La principale infraction criminelle prévue dans la Loi sur la concurrence est le complot, qui englobe tout accord ou arrangement (officiel ou non) conclu entre des concurrents ou des concurrents potentiels visant à :
- fixer, stabiliser, augmenter ou contrôler les prix;
- se répartir les ventes, les territoires, les clients ou les marchés;
- fixer, stabiliser, contrôler, empêcher, réduire ou éliminer la fabrication ou la fourniture d’un produit.
Ce type d’accord est illégal en soi : qu’il ait ou non un effet anticoncurrentiel, les parties s’exposent à de lourdes amendes ou peines d’emprisonnement, voire les deux.
Les modifications entrées en vigueur en juin 2022 sont venues criminaliser les accords de fixation des salaires et de non-débauchage entre employeurs, désormais passibles des mêmes sanctions que les complots criminels. Il suffit qu’au moins deux employeurs s’entendent entre eux, qu’ils soient concurrents ou non.
Ces modifications ont aussi éliminé l’amende maximale pour complot.
Aux sanctions criminelles s’ajoute la possibilité pour les parties privées d’intenter une action collective devant les tribunaux civils pour obtenir un dédommagement correspondant au préjudice subi par les membres du groupe.
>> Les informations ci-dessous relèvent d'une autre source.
use chrono::{DateTime, Utc};
use serde::{Deserialize, Serialize};
use uuid::Uuid;
use validator::Validate;

use super::model::{Assignee, Task, TaskPatch, TaskPriority, TaskStatus};
use super::service::NewTask;

#[derive(Debug, Deserialize, Validate)]
pub struct CreateTaskRequest {
    #[validate(length(min = 1, max = 200, message = "title must be 1 to 200 characters"))]
    pub title: String,
    #[serde(default)]
    #[validate(length(max = 5000, message = "description is too long"))]
    pub description: String,
    pub priority: Option<TaskPriority>,
    pub due: Option<DateTime<Utc>>,
}

impl From<CreateTaskRequest> for NewTask {
    fn from(req: CreateTaskRequest) -> Self {
        Self {
            title: req.title,
            description: req.description,
            priority: req.priority,
            due: req.due,
        }
    }
}

#[derive(Debug, Deserialize, Validate)]
#[serde(deny_unknown_fields)]
pub struct UpdateTaskRequest {
    #[validate(length(min = 1, max = 200, message = "title must be 1 to 200 characters"))]
    pub title: Option<String>,
    #[validate(length(max = 5000, message = "description is too long"))]
    pub description: Option<String>,
    pub status: Option<TaskStatus>,
    pub priority: Option<TaskPriority>,
    pub due: Option<DateTime<Utc>>,
}

impl From<UpdateTaskRequest> for TaskPatch {
    fn from(req: UpdateTaskRequest) -> Self {
        Self {
            title: req.title,
            description: req.description,
            status: req.status,
            priority: req.priority,
            due: req.due,
        }
    }
}

#[derive(Debug, Deserialize, Validate)]
#[serde(rename_all = "camelCase")]
pub struct AssignTaskRequest {
    pub user_id: Uuid,
}

#[derive(Debug, Serialize)]
#[serde(rename_all = "camelCase")]
pub struct TaskResponse {
    pub id: Uuid,
    pub project_id: Uuid,
    pub title: String,
    pub description: String,
    pub status: TaskStatus,
    pub priority: TaskPriority,
    #[serde(skip_serializing_if = "Option::is_none")]
    pub due: Option<DateTime<Utc>>,
    pub created_at: DateTime<Utc>,
    pub last_modified: DateTime<Utc>,
}

impl From<Task> for TaskResponse {
    fn from(task: Task) -> Self {
        Self {
            id: task.id,
            project_id: task.project_id,
            title: task.title,
            description: task.description,
            status: task.status,
            priority: task.priority,
            due: task.due,
            created_at: task.created_at,
            last_modified: task.updated_at,
        }
    }
}

#[derive(Debug, Serialize)]
pub struct TaskEnvelope {
    pub task: TaskResponse,
}

#[derive(Debug, Serialize)]
pub struct TaskList {
    pub tasks: Vec<TaskResponse>,
}

#[derive(Debug, Serialize)]
#[serde(rename_all = "camelCase")]
pub struct AssigneeResponse {
    pub user_id: Uuid,
    pub name: String,
    pub email: String,
    pub assigned_at: DateTime<Utc>,
}

impl From<Assignee> for AssigneeResponse {
    fn from(assignee: Assignee) -> Self {
        Self {
            user_id: assignee.user_id,
            name: assignee.name,
            email: assignee.email,
            assigned_at: assignee.assigned_at,
        }
    }
}

#[derive(Debug, Serialize)]
pub struct AssigneeList {
    pub assignees: Vec<AssigneeResponse>,
}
Publicité et pratiques commerciales trompeuses
La Loi sur la concurrence renferme également des dispositions visant à mettre un frein à la publicité et aux pratiques commerciales trompeuses. Grosso modo, ces dispositions interdisent la communication au public de déclarations qui sont fausses ou trompeuses « d’une façon importante », qui ne se fondent pas sur une mise à l’essai suffisante et appropriée ou qui contiennent de faux témoignages ou des indications erronées quant au prix. Toute personne qui donne de telles indications sciemment ou sans se soucier des conséquences s’expose à des poursuites et à des sanctions au criminel, ainsi qu’à des actions collectives intentées par des parties privées. En revanche, lorsque les indications n’ont été données ni sciemment ni par insouciance, la Loi sur la concurrence prévoit des sanctions civiles : on peut par exemple rendre une ordonnance interdisant la poursuite de la pratique anticoncurrentielle, imposer d’importantes sanctions administratives pécuniaires (jusqu’à 10 M$ pour une première infraction et 15 M$ pour les infractions subséquentes) ou autoriser les personnes touchées par le comportement à recouvrer un montant qui ne peut excéder la valeur du bénéfice tiré.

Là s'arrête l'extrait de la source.